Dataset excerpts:

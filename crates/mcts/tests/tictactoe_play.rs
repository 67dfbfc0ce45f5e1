//! Tests of MCTS playing full tic-tac-toe decisions.
//!
//! Checks the behaviour a caller relies on:
//! - A position one move from a win yields that move
//! - Identical seeds play identical games
//! - MCTS beats a random opponent

use playout_core::{Game, PlayoutError};
use playout_mcts::{
    choose_action,
    games::{Player, TicTacToe, TicTacToeAction, TicTacToeState},
    GreedyRollout, Mcts, MctsConfig,
};
use rand::{Rng, SeedableRng};
use rand_chacha::ChaCha8Rng;

/// Create an MCTS instance with the given seed.
fn create_mcts(seed: u64, iterations: usize) -> Mcts<TicTacToe, GreedyRollout<ChaCha8Rng>> {
    Mcts::new(
        MctsConfig::with_iterations(iterations),
        GreedyRollout::seeded(seed),
    )
}

/// X to move:
/// ```text
/// X | X | .
/// O | O | .
/// . | . | .
/// ```
/// Cell 2 wins on the spot.
#[test]
fn test_mcts_finds_winning_move() {
    let game = TicTacToe;
    let state = TicTacToeState::from_layout("XX. OO. ...").unwrap();

    for seed in 0..10 {
        let action = create_mcts(seed, 50).choose_action(&game, &state).unwrap();
        assert_eq!(
            action,
            TicTacToeAction(2),
            "MCTS should find winning move at cell 2 (seed {seed})"
        );
    }
}

/// Same position for O, who wins by completing the middle row.
#[test]
fn test_mcts_finds_winning_move_as_second_player() {
    let game = TicTacToe;
    let state = TicTacToeState::from_layout("XX. OO. X..").unwrap();
    assert_eq!(state.current_player(), Player::O);

    let action = choose_action(
        &game,
        &state,
        MctsConfig::with_iterations(50),
        ChaCha8Rng::seed_from_u64(7),
    )
    .unwrap();
    assert_eq!(action, TicTacToeAction(5));
}

#[test]
fn test_winning_child_collects_most_visits() {
    let game = TicTacToe;
    let state = TicTacToeState::from_layout("XX. OO. ...").unwrap();

    let result = create_mcts(3, 200).search(&game, &state).unwrap();
    let best = result.best().unwrap();

    assert_eq!(best.action, TicTacToeAction(2));
    // Every simulation through the winning move is a win.
    assert_eq!(best.wins, best.visits);
    assert_eq!(result.root_visits, 200);
}

#[test]
fn test_finished_game_has_no_answer() {
    let game = TicTacToe;
    let state = TicTacToeState::from_layout("XOX XOO OXX").unwrap();
    assert!(game.is_terminal(&state));

    let result = create_mcts(0, 50).choose_action(&game, &state);
    assert_eq!(result, Err(PlayoutError::NoLegalActions));
}

/// Same seed produces identical games.
#[test]
fn test_mcts_deterministic() {
    let game = TicTacToe;

    let play_game = |seed: u64| -> Vec<TicTacToeAction> {
        let mut mcts = create_mcts(seed, 100);
        let mut state = game.initial_state();
        let mut moves = Vec::new();

        while !game.is_terminal(&state) {
            let action = mcts.choose_action(&game, &state).unwrap();
            moves.push(action);
            state = game.apply(&state, action);
        }
        moves
    };

    let game1 = play_game(12345);
    let game2 = play_game(12345);

    assert_eq!(
        game1, game2,
        "Same seed should produce identical game sequences"
    );
}

/// MCTS as X should win most games against a uniformly random O.
#[test]
fn test_mcts_beats_random_opponent() {
    let game = TicTacToe;
    let mut wins = 0;
    let mut losses = 0;

    for seed in 0..20 {
        let mut mcts = create_mcts(seed, 300);
        let mut rng = ChaCha8Rng::seed_from_u64(seed + 1000);
        let mut state = game.initial_state();

        while !game.is_terminal(&state) {
            let action = if game.current_player(&state) == Player::X {
                mcts.choose_action(&game, &state).unwrap()
            } else {
                let actions = game.legal_actions(&state);
                actions[rng.gen_range(0..actions.len())]
            };
            state = game.apply(&state, action);
        }

        match game.outcome(&state).unwrap().winner() {
            Some(Player::X) => wins += 1,
            Some(Player::O) => losses += 1,
            None => {}
        }
    }

    assert!(
        wins >= 12 && wins > losses,
        "MCTS (X) won only {wins} of 20 games against random play ({losses} losses)"
    );
}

▶ _REQUIRED WORK_: Search the entries for the word "games". Copy every line where it occurs.

▶ _RESULT OF THE EXERCISE_:
//! - Identical seeds play identical games
    games::{Player, TicTacToe, TicTacToeAction, TicTacToeState},
/// Same seed produces identical games.
/// MCTS as X should win most games against a uniformly random O.
        "MCTS (X) won only {wins} of 20 games against random play ({losses} losses)"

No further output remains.